* _Task prompt_: Where a line in the listing below holds the word "ExitStatus", count that line; give the total alone.

* _Input_:
//! Dashboard collector — one-shot overview of the local host.
//!
//! Fields are gathered one after another; a field that cannot be read logs a
//! warning and stays empty instead of failing the dashboard.

use std::fmt::Display;
use std::path::Path;

use tracing::warn;

use super::host_metrics;
use super::host_service::HostService;
use super::types::Dashboard;
use crate::pipeline::PipelineError;

pub struct DashboardCollector;

impl DashboardCollector {
    pub async fn collect(service: &HostService) -> Dashboard {
        let meminfo = host_metrics::read_meminfo().await;
        let uptime = host_metrics::uptime_secs().await;

        Dashboard {
            cpu_temp: host_metrics::cpu_temperature()
                .await
                .map(|t| format!("{:.1} 'C", t)),
            cpu_usage: match host_metrics::cpu_usage().await {
                Some(usage) => percent(usage),
                None => String::new(),
            },
            ram_usage: percent(host_metrics::ram_usage_percent(&meminfo)),
            swap_usage: percent(host_metrics::swap_usage_percent(&meminfo)),
            disk_usage: field(
                "disk_usage",
                service
                    .disk_usage(Path::new("/"))
                    .await
                    .map(|usage| Some(percent(usage.percent))),
            ),
            disk_name: field("disk_name", service.disk_label("/").await),
            kernel: field("kernel", service.kernel_version().await),
            hostname: field("hostname", service.hostname().await),
            uptime: uptime.map(host_metrics::format_uptime).unwrap_or_default(),
            uptime_since: uptime.map(host_metrics::boot_time).unwrap_or_default(),
            stress_app: field("stress_app", service.hottest_process().await),
            public_ip: field("public_ip", service.public_ip().await),
            local_ip: field("local_ip", service.local_ip().await),
            packages: field(
                "packages",
                service
                    .installed_package_count()
                    .await
                    .map(|count| Some(count.to_string())),
            ),
        }
    }
}

fn percent(value: f64) -> String {
    format!("{:.1}%", value)
}

fn field<T: Display>(name: &str, value: Result<Option<T>, PipelineError>) -> String {
    match value {
        Ok(Some(v)) => v.to_string(),
        Ok(None) => {
            warn!(field = name, "no value for dashboard field");
            String::new()
        }
        Err(e) => {
            warn!(field = name, error = %e, "failed to collect dashboard field");
            String::new()
        }
    }
}
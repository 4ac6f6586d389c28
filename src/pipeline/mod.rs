//! Process pipelines — chains of external commands wired stdout → stdin.
//!
//! A [`PipelineSpec`] describes the chain, [`builder::build`] spawns it,
//! [`poller::await_chain`] drives it to completion and classifies the result.
//! [`run`] does all three.

pub mod builder;
pub mod credential;
pub mod poller;

use std::fmt;
use std::process::ExitStatus;
use std::time::Duration;

use thiserror::Error;

pub use credential::Credential;

/// One external process in a pipeline.
#[derive(Debug, Clone, PartialEq, Eq)]
pub struct StageSpec {
    pub program: String,
    pub args: Vec<String>,
}

impl StageSpec {
    pub fn new<I, S>(program: impl Into<String>, args: I) -> Self
    where
        I: IntoIterator<Item = S>,
        S: Into<String>,
    {
        Self {
            program: program.into(),
            args: args.into_iter().map(Into::into).collect(),
        }
    }
}

impl fmt::Display for StageSpec {
    fn fmt(&self, f: &mut fmt::Formatter<'_>) -> fmt::Result {
        write!(f, "{}", self.program)?;
        for arg in &self.args {
            write!(f, " {}", arg)?;
        }
        Ok(())
    }
}

/// Which stage statuses count when deciding whether a pipeline failed.
#[derive(Debug, Clone, Copy, PartialEq, Eq, Default)]
pub enum FailurePolicy {
    /// The first failing stage aborts the chain.
    #[default]
    EveryStage,
    /// Only the last stage counts; intermediate failures are logged.
    FinalStage,
}

/// Ordered, non-empty chain of stages.
#[derive(Debug, Clone)]
pub struct PipelineSpec {
    stages: Vec<StageSpec>,
    policy: FailurePolicy,
}

impl PipelineSpec {
    pub fn new(first: StageSpec) -> Self {
        Self {
            stages: vec![first],
            policy: FailurePolicy::default(),
        }
    }

    /// Append a stage reading the previous stage's stdout.
    pub fn pipe(mut self, next: StageSpec) -> Self {
        self.stages.push(next);
        self
    }

    pub fn with_policy(mut self, policy: FailurePolicy) -> Self {
        self.policy = policy;
        self
    }

    pub fn stages(&self) -> &[StageSpec] {
        &self.stages
    }

    pub fn policy(&self) -> FailurePolicy {
        self.policy
    }
}

impl fmt::Display for PipelineSpec {
    fn fmt(&self, f: &mut fmt::Formatter<'_>) -> fmt::Result {
        for (index, stage) in self.stages.iter().enumerate() {
            if index > 0 {
                write!(f, " | ")?;
            }
            write!(f, "{}", stage)?;
        }
        Ok(())
    }
}

#[derive(Debug, Clone, Copy, PartialEq, Eq)]
pub enum StageStatus {
    Running,
    Success,
    Failure,
}

impl StageStatus {
    /// Exit code 0 is success; any other code, or death by signal, is failure.
    pub fn classify(status: ExitStatus) -> Self {
        if status.success() {
            StageStatus::Success
        } else {
            StageStatus::Failure
        }
    }
}

#[derive(Debug, Clone)]
pub struct StageResult {
    pub status: StageStatus,
    pub exit_code: Option<i32>,
    pub stdout: Vec<u8>,
    pub stderr: Vec<u8>,
}

impl StageResult {
    pub fn stdout_text(&self) -> String {
        String::from_utf8_lossy(&self.stdout).into_owned()
    }

    pub fn stderr_text(&self) -> String {
        String::from_utf8_lossy(&self.stderr).into_owned()
    }
}

#[derive(Debug, Clone)]
pub struct PipelineOutcome {
    pub final_stage: StageResult,
    pub failed_stage: Option<usize>,
}

impl PipelineOutcome {
    pub fn succeeded(&self) -> bool {
        self.failed_stage.is_none() && self.final_stage.status == StageStatus::Success
    }
}

#[derive(Debug, Error)]
pub enum PipelineError {
    #[error("failed to start `{program}`: {source}")]
    Spawn {
        program: String,
        #[source]
        source: std::io::Error,
    },

    #[error("failed to connect `{program}` to the next stage: {source}")]
    Wiring {
        program: String,
        #[source]
        source: std::io::Error,
    },

    #[error("failed waiting for `{program}`: {source}")]
    Wait {
        program: String,
        #[source]
        source: std::io::Error,
    },

    #[error("`{program}` did not finish within {}s", .after.as_secs())]
    Timeout { program: String, after: Duration },
}

/// Spawn `spec`, feed it `credential` if any, and wait for it within `timeout`.
pub async fn run(
    spec: &PipelineSpec,
    credential: Option<&Credential>,
    timeout: Option<Duration>,
) -> Result<PipelineOutcome, PipelineError> {
    let deadline = timeout.map(poller::Deadline::after);
    let pipeline = builder::build(spec, credential, deadline).await?;
    poller::await_chain(pipeline, spec.policy(), deadline).await
}

#[cfg(test)]
mod tests {
    use super::*;

    #[test]
    fn test_display_joins_stages_with_pipes() {
        let spec = PipelineSpec::new(StageSpec::new("top", ["-b", "-n", "1"]))
            .pipe(StageSpec::new("head", ["-n", "8"]))
            .pipe(StageSpec::new("tail", ["-n", "1"]));

        assert_eq!(spec.to_string(), "top -b -n 1 | head -n 8 | tail -n 1");
        assert_eq!(spec.stages().len(), 3);
        assert_eq!(spec.policy(), FailurePolicy::EveryStage);
    }

    #[test]
    fn test_outcome_requires_no_failed_stage() {
        let outcome = PipelineOutcome {
            final_stage: StageResult {
                status: StageStatus::Success,
                exit_code: Some(0),
                stdout: Vec::new(),
                stderr: Vec::new(),
            },
            failed_stage: Some(0),
        };

        assert!(!outcome.succeeded());
    }
}
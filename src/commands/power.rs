//! `servpilot reboot` / `servpilot shutdown`.

use anyhow::Result;

use super::{block_on, credential};
use crate::config::Config;
use crate::domain::host_service::HostService;

pub fn reboot(config: &Config, password: String) -> Result<()> {
    let Some(credential) = credential(password) else {
        println!("false");
        return Ok(());
    };
    let service = HostService::new(config);

    block_on(async {
        println!("{}", service.reboot(&credential).await?);
        Ok(())
    })
}

pub fn shutdown(config: &Config, password: String) -> Result<()> {
    let Some(credential) = credential(password) else {
        println!("false");
        return Ok(());
    };
    let service = HostService::new(config);

    block_on(async {
        println!("{}", service.shutdown(&credential).await?);
        Ok(())
    })
}
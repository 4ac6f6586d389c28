//! Completion poller — waits for each stage in pipeline order and classifies
//! the chain according to its [`FailurePolicy`].

use std::time::Duration;

use tokio::time::Instant;
use tracing::{debug, error, warn};

use super::builder::{reap, teardown, Capture, RunningPipeline, RunningStage};
use super::{FailurePolicy, PipelineError, PipelineOutcome, StageResult, StageStatus};

/// Absolute point in time by which the whole pipeline must have finished.
#[derive(Debug, Clone, Copy)]
pub struct Deadline {
    pub at: Instant,
    pub budget: Duration,
}

impl Deadline {
    pub fn after(budget: Duration) -> Self {
        Self {
            at: Instant::now() + budget,
            budget,
        }
    }
}

/// Wait for one stage to terminate.
pub async fn await_stage(
    stage: &mut RunningStage,
    deadline: Option<Deadline>,
) -> Result<StageStatus, PipelineError> {
    let waited = match deadline {
        Some(deadline) => {
            match tokio::time::timeout_at(deadline.at, stage.child.wait()).await {
                Ok(waited) => waited,
                Err(_) => {
                    return Err(PipelineError::Timeout {
                        program: stage.spec.program.clone(),
                        after: deadline.budget,
                    })
                }
            }
        }
        None => stage.child.wait().await,
    };

    let status = waited.map_err(|source| PipelineError::Wait {
        program: stage.spec.program.clone(),
        source,
    })?;

    stage.exit_code = status.code();
    stage.status = StageStatus::classify(status);
    Ok(stage.status)
}

/// Drive every stage to completion and derive the outcome from the last one.
///
/// All children are reaped before this returns, on every path.
pub async fn await_chain(
    pipeline: RunningPipeline,
    policy: FailurePolicy,
    deadline: Option<Deadline>,
) -> Result<PipelineOutcome, PipelineError> {
    let mut stages = pipeline.stages;
    let last = stages.len() - 1;
    let mut failed_stage = None;

    for index in 0..stages.len() {
        let status = match await_stage(&mut stages[index], deadline).await {
            Ok(status) => status,
            Err(e) => {
                teardown(stages).await;
                return Err(e);
            }
        };

        let stage = &stages[index];
        if status != StageStatus::Failure {
            debug!(stage = index, program = %stage.spec, "ended with success");
            continue;
        }

        if index == last || policy == FailurePolicy::EveryStage {
            error!(
                stage = index,
                program = %stage.spec,
                exit_code = ?stage.exit_code,
                "did not end successfully"
            );
            failed_stage = Some(index);
            break;
        }

        warn!(
            stage = index,
            program = %stage.spec,
            exit_code = ?stage.exit_code,
            "intermediate stage failed, continuing"
        );
    }

    // Stages after an aborting failure are still running.
    for stage in stages.iter_mut() {
        reap(stage).await;
    }

    for index in 0..last {
        let stage = &mut stages[index];
        let collected = collect(
            stage.stderr.take(),
            stage.killed,
            &stage.spec.program,
            deadline,
        )
        .await;
        let stderr = match collected {
            Ok(stderr) => stderr,
            Err(e) => {
                teardown(stages).await;
                return Err(e);
            }
        };
        if stage.status == StageStatus::Failure && !stderr.is_empty() {
            debug!(
                stage = index,
                program = %stage.spec,
                stderr = %String::from_utf8_lossy(&stderr).trim(),
                "stage stderr"
            );
        }
    }

    let Some(mut final_stage) = stages.pop() else {
        unreachable!("pipelines always have at least one stage");
    };

    let collected = collect(
        final_stage.stdout.take(),
        final_stage.killed,
        &final_stage.spec.program,
        deadline,
    )
    .await;
    let stdout = match collected {
        Ok(stdout) => stdout,
        Err(e) => {
            teardown(vec![final_stage]).await;
            return Err(e);
        }
    };
    let stderr = collect(
        final_stage.stderr.take(),
        final_stage.killed,
        &final_stage.spec.program,
        deadline,
    )
    .await?;

    let result = StageResult {
        status: final_stage.status,
        exit_code: final_stage.exit_code,
        stdout,
        stderr,
    };

    if result.status == StageStatus::Failure && !result.stderr.is_empty() {
        debug!(
            program = %final_stage.spec,
            stderr = %result.stderr_text().trim(),
            "stage stderr"
        );
    }

    Ok(PipelineOutcome {
        final_stage: result,
        failed_stage,
    })
}

/// Drain one captured stream, bounded by the pipeline deadline.
///
/// A stage that exited can leave descendants holding its pipes open, so the
/// read is abandoned once the deadline passes. Output of a killed stage is
/// discarded for the same reason.
async fn collect(
    capture: Option<Capture>,
    killed: bool,
    program: &str,
    deadline: Option<Deadline>,
) -> Result<Vec<u8>, PipelineError> {
    let Some(mut handle) = capture else {
        return Ok(Vec::new());
    };
    if killed {
        handle.abort();
        return Ok(Vec::new());
    }

    let joined = match deadline {
        Some(deadline) => match tokio::time::timeout_at(deadline.at, &mut handle).await {
            Ok(joined) => joined,
            Err(_) => {
                handle.abort();
                return Err(PipelineError::Timeout {
                    program: program.to_string(),
                    after: deadline.budget,
                });
            }
        },
        None => handle.await,
    };

    match joined {
        Ok(Ok(buf)) => Ok(buf),
        Ok(Err(e)) => {
            debug!(error = %e, "reading stage output failed");
            Ok(Vec::new())
        }
        Err(e) => {
            debug!(error = %e, "output capture task failed");
            Ok(Vec::new())
        }
    }
}
//! `servpilot container` — container engine operations.

use anyhow::Result;
use clap::Subcommand;

use super::{block_on, credential, print_json_or_false};
use crate::config::Config;
use crate::domain::host_service::HostService;

#[derive(Subcommand)]
pub enum ContainerCommands {
    /// List every container with its state
    List {
        /// Password for the escalation program
        password: String,
    },
    /// Start a container
    Start { password: String, name: String },
    /// Stop a container
    Stop { password: String, name: String },
    /// Restart a container
    Restart { password: String, name: String },
    /// One-shot resource usage of a container
    Stats { password: String, name: String },
}

impl ContainerCommands {
    fn password(&self) -> &str {
        match self {
            ContainerCommands::List { password }
            | ContainerCommands::Start { password, .. }
            | ContainerCommands::Stop { password, .. }
            | ContainerCommands::Restart { password, .. }
            | ContainerCommands::Stats { password, .. } => password,
        }
    }
}

pub fn run(config: &Config, command: ContainerCommands) -> Result<()> {
    let Some(credential) = credential(command.password().to_string()) else {
        println!("false");
        return Ok(());
    };
    let service = HostService::new(config);

    block_on(async {
        match &command {
            ContainerCommands::List { .. } => {
                let list = service.list_containers(&credential).await?;
                print_json_or_false(list.as_ref())
            }
            ContainerCommands::Start { name, .. } => {
                println!("{}", service.start_container(&credential, name).await?);
                Ok(())
            }
            ContainerCommands::Stop { name, .. } => {
                println!("{}", service.stop_container(&credential, name).await?);
                Ok(())
            }
            ContainerCommands::Restart { name, .. } => {
                println!("{}", service.restart_container(&credential, name).await?);
                Ok(())
            }
            ContainerCommands::Stats { name, .. } => {
                let stats = service.container_stats(&credential, name).await?;
                print_json_or_false(stats.as_ref())
            }
        }
    })
}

* _Task answer_: 2